Task statement. Whenever a line carries the word "source", pull it out of the entries.

Dataset entries.
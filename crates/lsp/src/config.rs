//! Server options read from the client's `initializationOptions`.

use serde::Deserialize;
use tracing::warn;

#[derive(Debug, Clone, PartialEq, Eq, Deserialize)]
#[serde(rename_all = "camelCase", default)]
pub struct ServerOptions {
    /// Index YAML files under the workspace root after initialize.
    pub scan_workspace: bool,
    /// Ignore document writes older than the cached version.
    pub reject_stale_versions: bool,
}

impl Default for ServerOptions {
    fn default() -> Self {
        Self {
            scan_workspace: true,
            reject_stale_versions: false,
        }
    }
}

impl ServerOptions {
    /// Options from raw `initializationOptions`. Missing or malformed
    /// options fall back to the defaults.
    pub fn from_init_options(value: Option<&serde_json::Value>) -> Self {
        let Some(value) = value.filter(|v| !v.is_null()) else {
            return Self::default();
        };
        match serde_json::from_value(value.clone()) {
            Ok(options) => options,
            Err(err) => {
                warn!(%err, "ignoring malformed initializationOptions");
                Self::default()
            }
        }
    }
}
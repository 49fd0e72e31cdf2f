//! Quick fixes derived from validation diagnostics.

use tekton_core::{Diagnostic, Position, Range};

#[derive(Debug, Clone, PartialEq, Eq)]
pub struct CodeAction {
    pub title: String,
    pub uri: String,
    /// Range replaced by `new_text`.
    pub range: Range,
    pub new_text: String,
    pub diagnostic: Diagnostic,
}

/// Quick fixes for every diagnostic that has one.
pub fn code_actions(uri: &str, diagnostics: &[Diagnostic]) -> Vec<CodeAction> {
    diagnostics
        .iter()
        .filter_map(|d| action_for(uri, d))
        .collect()
}

/// Quick fixes for the diagnostics whose lines overlap `range`.
pub fn code_actions_in_range(uri: &str, diagnostics: &[Diagnostic], range: Range) -> Vec<CodeAction> {
    diagnostics
        .iter()
        .filter(|d| d.range.start.line <= range.end.line && d.range.end.line >= range.start.line)
        .filter_map(|d| action_for(uri, d))
        .collect()
}

fn action_for(uri: &str, diag: &Diagnostic) -> Option<CodeAction> {
    let message = &diag.message;
    if message.contains("Required field") || message.contains("missing") {
        add_field(uri, diag)
    } else if message.contains("Unknown field") {
        remove_field(uri, diag)
    } else {
        None
    }
}

fn add_field(uri: &str, diag: &Diagnostic) -> Option<CodeAction> {
    let field = last_quoted(&diag.message)?;
    let name = field.rsplit('.').next().unwrap_or(field);
    let at = Position::new(diag.range.end.line + 1, 0);

    Some(CodeAction {
        title: format!("Add missing field '{}'", name),
        uri: uri.to_string(),
        range: Range::new(at, at),
        new_text: field_template(name),
        diagnostic: diag.clone(),
    })
}

fn remove_field(uri: &str, diag: &Diagnostic) -> Option<CodeAction> {
    let field = last_quoted(&diag.message)?;
    let line = diag.range.start.line;

    Some(CodeAction {
        title: format!("Remove unknown field '{}'", field),
        uri: uri.to_string(),
        range: Range::new(Position::new(line, 0), Position::new(line + 1, 0)),
        new_text: String::new(),
        diagnostic: diag.clone(),
    })
}

/// The last `'...'` span in a message.
fn last_quoted(message: &str) -> Option<&str> {
    let end = message.rfind('\'')?;
    let start = message[..end].rfind('\'')?;
    let name = &message[start + 1..end];
    (!name.is_empty()).then_some(name)
}

fn field_template(name: &str) -> String {
    match name {
        "metadata" => "metadata:\n  name: \n".to_string(),
        "name" => "  name: \n".to_string(),
        "spec" => "spec:\n  steps:\n    - name: step-1\n      image: alpine\n".to_string(),
        "steps" => "  steps:\n    - name: step-1\n      image: alpine\n".to_string(),
        "tasks" => "  tasks:\n    - name: task-1\n      taskRef:\n        name: \n".to_string(),
        other => format!("  {}: \n", other),
    }
}

#[cfg(test)]
mod tests {
    use super::*;
    use tekton_core::{build, validate};

    fn diag(message: &str, line: u32) -> Diagnostic {
        let range = Range::new(Position::new(line, 2), Position::new(line + 2, 4));
        if message.contains("Unknown") {
            Diagnostic::warning(range, message)
        } else {
            Diagnostic::error(range, message)
        }
    }

    #[test]
    fn missing_metadata_name_inserts_a_name_line() {
        let actions = code_actions("file:///p.yaml", &[diag("Required field 'metadata.name' is missing", 2)]);
        assert_eq!(actions.len(), 1);
        assert_eq!(actions[0].title, "Add missing field 'name'");
        assert_eq!(actions[0].new_text, "  name: \n");
        assert_eq!(actions[0].range, Range::new(Position::new(5, 0), Position::new(5, 0)));
    }

    #[test]
    fn step_without_image_offers_the_image_field() {
        let actions = code_actions("file:///t.yaml", &[diag("Step 'build' is missing required field 'image'", 6)]);
        assert_eq!(actions[0].title, "Add missing field 'image'");
        assert_eq!(actions[0].new_text, "  image: \n");
    }

    #[test]
    fn templates_for_structural_fields() {
        let actions = code_actions("file:///t.yaml", &[diag("Required field 'steps' is missing in Task spec", 4)]);
        assert!(actions[0].new_text.starts_with("  steps:\n    - name: step-1"));
    }

    #[test]
    fn unknown_field_removes_its_line() {
        let actions = code_actions("file:///t.yaml", &[diag("Unknown field 'stepz' in spec", 5)]);
        assert_eq!(actions[0].title, "Remove unknown field 'stepz'");
        assert_eq!(actions[0].new_text, "");
        assert_eq!(actions[0].range, Range::new(Position::new(5, 0), Position::new(6, 0)));
    }

    #[test]
    fn diagnostics_without_fixes_are_skipped() {
        let diags = [
            diag("Pipeline must have at least one task", 5),
            diag("Duplicate task name 'build' in pipeline", 9),
        ];
        assert!(code_actions("file:///p.yaml", &diags).is_empty());
    }

    #[test]
    fn range_filter_keeps_overlapping_lines() {
        let diags = [
            diag("Unknown field 'a' in spec", 1),
            diag("Unknown field 'b' in spec", 10),
        ];
        let range = Range::new(Position::new(9, 0), Position::new(12, 0));
        let actions = code_actions_in_range("file:///t.yaml", &diags, range);
        assert_eq!(actions.len(), 1);
        assert_eq!(actions[0].title, "Remove unknown field 'b'");
    }

    #[test]
    fn fixes_from_real_validation() {
        let doc = build("apiVersion: tekton.dev/v1\nkind: Task\nmetadata:\n  name: t\nspec:\n  stepz: []\n").unwrap();
        let titles: Vec<_> = code_actions("file:///t.yaml", &validate(&doc))
            .into_iter()
            .map(|a| a.title)
            .collect();
        assert_eq!(
            titles,
            vec!["Remove unknown field 'stepz'", "Add missing field 'steps'"]
        );
    }
}
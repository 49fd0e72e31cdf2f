//! Boundary to the concrete syntax parser.
//!
//! The builder only ever sees an owned [`SyntaxNode`] tree, so swapping the
//! parsing technology means writing another [`SyntaxAdapter`]. The default
//! adapter is [`TreeSitterYaml`].

use tree_sitter::{Parser, TreeCursor};

use crate::ast::{Position, Range};
use crate::error::ParseError;

/// One node of a concrete syntax tree.
#[derive(Debug, Clone, PartialEq, Eq)]
pub struct SyntaxNode {
    /// Grammar node kind, e.g. `block_mapping_pair`.
    pub kind: String,
    /// Field name this node occupies in its parent (`key`, `value`, ...).
    pub field: Option<String>,
    /// False for punctuation and other anonymous tokens.
    pub named: bool,
    pub range: Range,
    pub start_byte: usize,
    pub end_byte: usize,
    pub children: Vec<SyntaxNode>,
}

impl SyntaxNode {
    /// First child occupying the given field.
    pub fn child_by_field(&self, field: &str) -> Option<&SyntaxNode> {
        self.children
            .iter()
            .find(|child| child.field.as_deref() == Some(field))
    }

    /// The slice of `source` this node spans, or `""` when the span does not
    /// fit the text.
    pub fn text<'a>(&self, source: &'a str) -> &'a str {
        source.get(self.start_byte..self.end_byte).unwrap_or("")
    }

    /// Comments, anchors and tags decorate a value without being one.
    pub fn is_trivia(&self) -> bool {
        matches!(self.kind.as_str(), "comment" | "anchor" | "tag")
    }

    /// Named, non-trivia children.
    pub fn meaningful_children(&self) -> impl Iterator<Item = &SyntaxNode> {
        self.children
            .iter()
            .filter(|child| child.named && !child.is_trivia())
    }

    /// Whether this node or any descendant has the given kind.
    pub fn contains_kind(&self, kind: &str) -> bool {
        self.kind == kind || self.children.iter().any(|child| child.contains_kind(kind))
    }
}

/// Parses raw text into a concrete syntax tree.
pub trait SyntaxAdapter {
    fn parse(&self, text: &str) -> Result<SyntaxNode, ParseError>;
}

/// [`SyntaxAdapter`] backed by tree-sitter's YAML grammar.
#[derive(Debug, Clone, Copy, Default)]
pub struct TreeSitterYaml;

impl SyntaxAdapter for TreeSitterYaml {
    fn parse(&self, text: &str) -> Result<SyntaxNode, ParseError> {
        let mut parser = Parser::new();
        parser
            .set_language(&tree_sitter_yaml::LANGUAGE.into())
            .map_err(|e| ParseError::Syntax(format!("failed to load YAML grammar: {}", e)))?;
        let tree = parser
            .parse(text, None)
            .ok_or_else(|| ParseError::Syntax("failed to parse YAML".to_string()))?;
        let mut cursor = tree.walk();
        Ok(convert(&mut cursor))
    }
}

/// Copy the subtree under the cursor into owned nodes. Leaves the cursor
/// where it started.
fn convert(cursor: &mut TreeCursor<'_>) -> SyntaxNode {
    let node = cursor.node();
    let field = cursor.field_name().map(str::to_owned);

    let mut children = Vec::new();
    if cursor.goto_first_child() {
        loop {
            children.push(convert(cursor));
            if !cursor.goto_next_sibling() {
                break;
            }
        }
        cursor.goto_parent();
    }

    let start = node.start_position();
    let end = node.end_position();
    SyntaxNode {
        kind: node.kind().to_string(),
        field,
        named: node.is_named(),
        range: Range::new(
            Position::new(start.row as u32, start.column as u32),
            Position::new(end.row as u32, end.column as u32),
        ),
        start_byte: node.start_byte(),
        end_byte: node.end_byte(),
        children,
    }
}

Written answer.
    /// The slice of `source` this node spans, or `""` when the span does not
    pub fn text<'a>(&self, source: &'a str) -> &'a str {
        source.get(self.start_byte..self.end_byte).unwrap_or("")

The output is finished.